#### PROVIDED DATA ####
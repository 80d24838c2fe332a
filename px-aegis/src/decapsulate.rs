//! Reference decapsulation on outbound action parameters.
//!
//! Action parameters are walked recursively (objects, arrays, strings);
//! every `{SECRET:<uuid>:<description>}` token found is resolved against
//! the store and substituted with plaintext **only** when the secret's
//! auto-decapsulation list admits the action being performed. Disallowed
//! references are left untouched, so the outbound surface carries the
//! opaque token verbatim.

use std::sync::LazyLock;

use regex::Regex;
use serde_json::Value;
use uuid::Uuid;

use crate::patterns::Sensitivity;
use crate::store::{SecretsStore, StoreError};

/// Matches `{SECRET:<uuid>:<description>}` reference tokens.
static SECRET_REF: LazyLock<Regex> = LazyLock::new(|| {
    Regex::new(r"\{SECRET:([0-9a-fA-F]{8}-[0-9a-fA-F]{4}-[0-9a-fA-F]{4}-[0-9a-fA-F]{4}-[0-9a-fA-F]{12}):([^}]*)\}")
        .unwrap_or_else(|_| unreachable!("static secret-reference pattern is valid"))
});

// ── Allow matrix ───────────────────────────────────────────────────────

/// Default action names permitted to auto-decapsulate a secret of the
/// given sensitivity.
#[must_use]
pub fn auto_decapsulate_actions(sensitivity: Sensitivity) -> &'static [&'static str] {
    match sensitivity {
        // Critical secrets require a manual recall.
        Sensitivity::Critical => &[],
        Sensitivity::High => &["tool"],
        Sensitivity::Medium => &["tool", "speak"],
        Sensitivity::Low => &["tool", "speak", "memorize"],
    }
}

// ── Reports ────────────────────────────────────────────────────────────

/// Outcome of one decapsulation pass over a parameter tree.
#[derive(Debug, Clone, Default, PartialEq, Eq)]
pub struct DecapsulationReport {
    /// References replaced with plaintext.
    pub substituted: Vec<Uuid>,
    /// References left in place because the action is not on the secret's
    /// allow list (or the secret is manual-access-only).
    pub withheld: Vec<Uuid>,
    /// References whose uuid resolved to no stored secret.
    pub unresolved: Vec<Uuid>,
}

impl DecapsulationReport {
    /// True when the pass changed nothing.
    #[must_use]
    pub fn is_noop(&self) -> bool {
        self.substituted.is_empty()
    }
}

// ── Walk ───────────────────────────────────────────────────────────────

/// Find all reference tokens in a text fragment.
#[must_use]
pub fn find_references(text: &str) -> Vec<Uuid> {
    SECRET_REF
        .captures_iter(text)
        .filter_map(|cap| Uuid::parse_str(&cap[1]).ok())
        .collect()
}

/// Walk `value` recursively and substitute permitted references in place.
///
/// `action` is the lower-case handler action name (`"speak"`, `"tool"`,
/// `"memorize"`, …); `accessor` identifies who is acting for the access
/// log and rate limiter.
///
/// # Errors
///
/// Returns [`StoreError`] on rate limiting or database failures. The value
/// may be partially substituted when an error interrupts the walk; callers
/// treat that as a failed egress and discard the parameters.
pub async fn decapsulate_value(
    value: &mut Value,
    action: &str,
    accessor: &str,
    store: &SecretsStore,
) -> Result<DecapsulationReport, StoreError> {
    let mut report = DecapsulationReport::default();
    walk(value, action, accessor, store, &mut report).await?;
    Ok(report)
}

/// Recursion implemented iteratively over a worklist: `serde_json::Value`
/// trees from action parameters are shallow, but boxing a recursive async
/// fn for them buys nothing.
async fn walk(
    value: &mut Value,
    action: &str,
    accessor: &str,
    store: &SecretsStore,
    report: &mut DecapsulationReport,
) -> Result<(), StoreError> {
    let mut stack: Vec<&mut Value> = vec![value];

    while let Some(current) = stack.pop() {
        match current {
            Value::String(text) => {
                if SECRET_REF.is_match(text) {
                    let replaced = substitute(text, action, accessor, store, report).await?;
                    *text = replaced;
                }
            }
            Value::Array(items) => stack.extend(items.iter_mut()),
            Value::Object(map) => stack.extend(map.values_mut()),
            _ => {}
        }
    }

    Ok(())
}

async fn substitute(
    text: &str,
    action: &str,
    accessor: &str,
    store: &SecretsStore,
    report: &mut DecapsulationReport,
) -> Result<String, StoreError> {
    let mut result = String::with_capacity(text.len());
    let mut cursor = 0usize;

    // Collect matches first so the async store calls don't borrow the regex
    // iterator across awaits.
    let matches: Vec<(std::ops::Range<usize>, Uuid)> = SECRET_REF
        .captures_iter(text)
        .filter_map(|cap| {
            let whole = cap.get(0)?;
            let uuid = Uuid::parse_str(&cap[1]).ok()?;
            Some((whole.range(), uuid))
        })
        .collect();

    for (range, uuid) in matches {
        result.push_str(&text[cursor..range.start]);

        let record = store
            .retrieve(uuid, accessor, "auto decapsulation", true)
            .await?;
        match record {
            Some(record)
                if !record.manual_access_only
                    && record
                        .auto_decapsulate_for_actions
                        .iter()
                        .any(|allowed| allowed == action) =>
            {
                let plaintext = store.decrypt_value(&record).await?;
                result.push_str(&plaintext);
                report.substituted.push(uuid);
            }
            Some(_) => {
                result.push_str(&text[range.clone()]);
                report.withheld.push(uuid);
            }
            None => {
                result.push_str(&text[range.clone()]);
                report.unresolved.push(uuid);
            }
        }
        cursor = range.end;
    }

    result.push_str(&text[cursor..]);
    Ok(result)
}

// ── Tests ──────────────────────────────────────────────────────────────

#[cfg(test)]
mod tests {
    use super::*;

    #[test]
    fn allow_matrix_shapes() {
        assert!(auto_decapsulate_actions(Sensitivity::Critical).is_empty());
        assert_eq!(auto_decapsulate_actions(Sensitivity::High), &["tool"]);
        assert_eq!(
            auto_decapsulate_actions(Sensitivity::Medium),
            &["tool", "speak"]
        );
        assert_eq!(
            auto_decapsulate_actions(Sensitivity::Low),
            &["tool", "speak", "memorize"]
        );
    }

    #[test]
    fn reference_regex_extracts_uuid() {
        let uuid = Uuid::new_v4();
        let text = format!("before {{SECRET:{uuid}:API Key}} after");
        let found = find_references(&text);
        assert_eq!(found, vec![uuid]);
    }

    #[test]
    fn reference_regex_ignores_malformed_tokens() {
        assert!(find_references("{SECRET:not-a-uuid:oops}").is_empty());
        assert!(find_references("{SECRET:}").is_empty());
        assert!(find_references("plain text").is_empty());
    }
}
####
#### WHAT IS REQUIRED:
Exact duplication is required for the lines above, from the line that contains "pub fn is_noop(&self)" to the line that contains "-> Result<String, StoreError>", inclusive; omit all others.

#### TASK RESULT:
    pub fn is_noop(&self) -> bool {
        self.substituted.is_empty()
    }
}

// ── Walk ───────────────────────────────────────────────────────────────

/// Find all reference tokens in a text fragment.
#[must_use]
pub fn find_references(text: &str) -> Vec<Uuid> {
    SECRET_REF
        .captures_iter(text)
        .filter_map(|cap| Uuid::parse_str(&cap[1]).ok())
        .collect()
}

/// Walk `value` recursively and substitute permitted references in place.
///
/// `action` is the lower-case handler action name (`"speak"`, `"tool"`,
/// `"memorize"`, …); `accessor` identifies who is acting for the access
/// log and rate limiter.
///
/// # Errors
///
/// Returns [`StoreError`] on rate limiting or database failures. The value
/// may be partially substituted when an error interrupts the walk; callers
/// treat that as a failed egress and discard the parameters.
pub async fn decapsulate_value(
    value: &mut Value,
    action: &str,
    accessor: &str,
    store: &SecretsStore,
) -> Result<DecapsulationReport, StoreError> {
    let mut report = DecapsulationReport::default();
    walk(value, action, accessor, store, &mut report).await?;
    Ok(report)
}

/// Recursion implemented iteratively over a worklist: `serde_json::Value`
/// trees from action parameters are shallow, but boxing a recursive async
/// fn for them buys nothing.
async fn walk(
    value: &mut Value,
    action: &str,
    accessor: &str,
    store: &SecretsStore,
    report: &mut DecapsulationReport,
) -> Result<(), StoreError> {
    let mut stack: Vec<&mut Value> = vec![value];

    while let Some(current) = stack.pop() {
        match current {
            Value::String(text) => {
                if SECRET_REF.is_match(text) {
                    let replaced = substitute(text, action, accessor, store, report).await?;
                    *text = replaced;
                }
            }
            Value::Array(items) => stack.extend(items.iter_mut()),
            Value::Object(map) => stack.extend(map.values_mut()),
            _ => {}
        }
    }

    Ok(())
}

async fn substitute(
    text: &str,
    action: &str,
    accessor: &str,
    store: &SecretsStore,
    report: &mut DecapsulationReport,
) -> Result<String, StoreError> {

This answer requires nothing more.